◆ Required action
Look through the listing underneath for "safe", and copy every line that has it.

◆ Records
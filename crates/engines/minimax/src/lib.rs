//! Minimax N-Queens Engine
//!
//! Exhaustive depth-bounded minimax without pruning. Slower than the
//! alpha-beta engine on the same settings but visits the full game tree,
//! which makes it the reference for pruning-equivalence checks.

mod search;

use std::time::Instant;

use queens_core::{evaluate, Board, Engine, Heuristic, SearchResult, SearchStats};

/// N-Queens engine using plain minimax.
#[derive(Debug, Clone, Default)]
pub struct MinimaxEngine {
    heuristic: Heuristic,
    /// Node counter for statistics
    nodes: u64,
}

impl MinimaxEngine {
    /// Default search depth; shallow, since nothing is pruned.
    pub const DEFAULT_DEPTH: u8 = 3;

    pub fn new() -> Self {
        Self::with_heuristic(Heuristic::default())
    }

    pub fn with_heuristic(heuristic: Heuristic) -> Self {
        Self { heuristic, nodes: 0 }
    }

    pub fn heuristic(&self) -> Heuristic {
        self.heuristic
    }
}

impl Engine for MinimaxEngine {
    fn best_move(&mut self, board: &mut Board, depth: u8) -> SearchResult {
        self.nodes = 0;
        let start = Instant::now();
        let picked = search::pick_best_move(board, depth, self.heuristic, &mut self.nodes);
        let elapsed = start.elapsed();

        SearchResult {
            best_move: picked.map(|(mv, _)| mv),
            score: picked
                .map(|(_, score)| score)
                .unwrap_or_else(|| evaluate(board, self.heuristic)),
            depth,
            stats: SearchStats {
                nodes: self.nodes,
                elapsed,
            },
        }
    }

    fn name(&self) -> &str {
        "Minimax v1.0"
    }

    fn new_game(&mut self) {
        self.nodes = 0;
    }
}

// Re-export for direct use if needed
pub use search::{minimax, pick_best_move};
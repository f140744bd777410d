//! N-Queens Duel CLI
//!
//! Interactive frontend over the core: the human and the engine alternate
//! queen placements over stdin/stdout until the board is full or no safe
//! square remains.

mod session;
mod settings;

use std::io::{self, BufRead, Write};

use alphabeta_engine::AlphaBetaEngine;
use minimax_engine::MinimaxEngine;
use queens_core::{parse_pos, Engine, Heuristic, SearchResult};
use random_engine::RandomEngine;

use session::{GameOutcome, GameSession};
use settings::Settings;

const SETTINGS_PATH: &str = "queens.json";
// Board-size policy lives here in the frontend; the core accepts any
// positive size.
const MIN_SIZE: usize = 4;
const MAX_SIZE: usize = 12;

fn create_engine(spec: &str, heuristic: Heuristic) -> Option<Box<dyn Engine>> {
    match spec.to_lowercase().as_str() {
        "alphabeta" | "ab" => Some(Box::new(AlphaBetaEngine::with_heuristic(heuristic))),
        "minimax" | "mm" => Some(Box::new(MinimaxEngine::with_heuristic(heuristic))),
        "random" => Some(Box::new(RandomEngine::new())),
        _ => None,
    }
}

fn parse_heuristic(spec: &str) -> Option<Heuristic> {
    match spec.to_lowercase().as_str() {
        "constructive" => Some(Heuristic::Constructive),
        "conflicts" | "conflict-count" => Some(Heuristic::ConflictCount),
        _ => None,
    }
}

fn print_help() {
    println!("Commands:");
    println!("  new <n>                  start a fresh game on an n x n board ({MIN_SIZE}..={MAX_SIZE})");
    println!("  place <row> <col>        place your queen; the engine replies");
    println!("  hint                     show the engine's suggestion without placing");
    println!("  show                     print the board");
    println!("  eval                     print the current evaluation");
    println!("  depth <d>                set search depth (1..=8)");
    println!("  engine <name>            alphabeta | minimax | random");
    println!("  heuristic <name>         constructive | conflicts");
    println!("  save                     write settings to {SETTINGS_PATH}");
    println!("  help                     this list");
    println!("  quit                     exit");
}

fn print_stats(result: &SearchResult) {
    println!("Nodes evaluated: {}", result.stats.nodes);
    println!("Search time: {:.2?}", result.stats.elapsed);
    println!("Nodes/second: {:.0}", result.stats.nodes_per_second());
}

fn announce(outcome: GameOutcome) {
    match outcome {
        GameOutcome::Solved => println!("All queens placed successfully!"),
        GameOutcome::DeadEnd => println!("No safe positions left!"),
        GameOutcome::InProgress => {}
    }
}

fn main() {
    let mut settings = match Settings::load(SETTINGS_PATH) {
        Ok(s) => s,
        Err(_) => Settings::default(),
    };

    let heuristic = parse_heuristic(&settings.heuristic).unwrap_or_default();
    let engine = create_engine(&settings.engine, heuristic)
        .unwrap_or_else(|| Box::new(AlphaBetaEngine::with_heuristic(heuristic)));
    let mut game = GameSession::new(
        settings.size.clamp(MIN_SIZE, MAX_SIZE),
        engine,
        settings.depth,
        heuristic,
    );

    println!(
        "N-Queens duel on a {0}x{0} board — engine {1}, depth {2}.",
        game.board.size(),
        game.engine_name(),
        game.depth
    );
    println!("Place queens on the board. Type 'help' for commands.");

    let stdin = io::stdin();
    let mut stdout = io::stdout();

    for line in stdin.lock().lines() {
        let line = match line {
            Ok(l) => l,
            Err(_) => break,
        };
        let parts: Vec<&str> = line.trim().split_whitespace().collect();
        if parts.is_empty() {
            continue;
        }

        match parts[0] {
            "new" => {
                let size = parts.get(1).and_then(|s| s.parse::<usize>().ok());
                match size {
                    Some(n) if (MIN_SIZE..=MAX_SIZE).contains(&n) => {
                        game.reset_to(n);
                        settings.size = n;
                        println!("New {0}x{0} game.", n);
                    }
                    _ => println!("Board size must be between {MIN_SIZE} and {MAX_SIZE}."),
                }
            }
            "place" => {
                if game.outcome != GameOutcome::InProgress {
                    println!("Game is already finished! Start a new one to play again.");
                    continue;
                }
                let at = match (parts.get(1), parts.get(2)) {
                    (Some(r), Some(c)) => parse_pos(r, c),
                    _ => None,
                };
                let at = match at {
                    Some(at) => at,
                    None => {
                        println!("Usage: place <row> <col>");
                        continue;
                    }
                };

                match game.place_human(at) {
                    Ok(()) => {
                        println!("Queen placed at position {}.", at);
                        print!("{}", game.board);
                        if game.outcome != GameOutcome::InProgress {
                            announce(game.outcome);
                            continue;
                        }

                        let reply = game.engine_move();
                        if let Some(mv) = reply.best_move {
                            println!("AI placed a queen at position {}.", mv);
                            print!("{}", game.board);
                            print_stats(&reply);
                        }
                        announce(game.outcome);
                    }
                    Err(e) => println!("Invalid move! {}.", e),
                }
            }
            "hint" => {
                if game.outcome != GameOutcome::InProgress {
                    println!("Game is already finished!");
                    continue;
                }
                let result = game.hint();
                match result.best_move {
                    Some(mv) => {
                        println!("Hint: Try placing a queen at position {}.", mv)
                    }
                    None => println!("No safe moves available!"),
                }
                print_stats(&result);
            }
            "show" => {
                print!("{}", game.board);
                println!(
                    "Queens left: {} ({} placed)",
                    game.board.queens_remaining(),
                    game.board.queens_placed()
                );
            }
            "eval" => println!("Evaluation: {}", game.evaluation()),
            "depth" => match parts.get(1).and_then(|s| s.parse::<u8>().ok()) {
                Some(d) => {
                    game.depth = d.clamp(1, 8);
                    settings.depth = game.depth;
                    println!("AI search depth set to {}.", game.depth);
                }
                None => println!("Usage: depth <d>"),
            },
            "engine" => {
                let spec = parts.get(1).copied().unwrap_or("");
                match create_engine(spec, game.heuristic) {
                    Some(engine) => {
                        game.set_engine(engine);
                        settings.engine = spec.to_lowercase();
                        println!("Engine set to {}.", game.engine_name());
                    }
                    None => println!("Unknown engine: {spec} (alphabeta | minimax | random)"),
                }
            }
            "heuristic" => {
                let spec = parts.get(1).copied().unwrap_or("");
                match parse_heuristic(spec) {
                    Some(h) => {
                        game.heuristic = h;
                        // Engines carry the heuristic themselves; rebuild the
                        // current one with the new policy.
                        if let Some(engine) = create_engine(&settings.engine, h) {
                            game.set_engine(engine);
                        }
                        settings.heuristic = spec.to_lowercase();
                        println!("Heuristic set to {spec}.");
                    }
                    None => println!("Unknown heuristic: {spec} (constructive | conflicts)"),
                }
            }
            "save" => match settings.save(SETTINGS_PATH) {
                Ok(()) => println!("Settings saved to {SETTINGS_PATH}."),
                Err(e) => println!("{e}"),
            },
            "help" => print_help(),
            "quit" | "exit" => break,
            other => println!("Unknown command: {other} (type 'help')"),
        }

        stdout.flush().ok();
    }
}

◆ Answer
//! queen placements over stdin/stdout until the board is full or no safe
        GameOutcome::DeadEnd => println!("No safe positions left!"),
                    None => println!("No safe moves available!"),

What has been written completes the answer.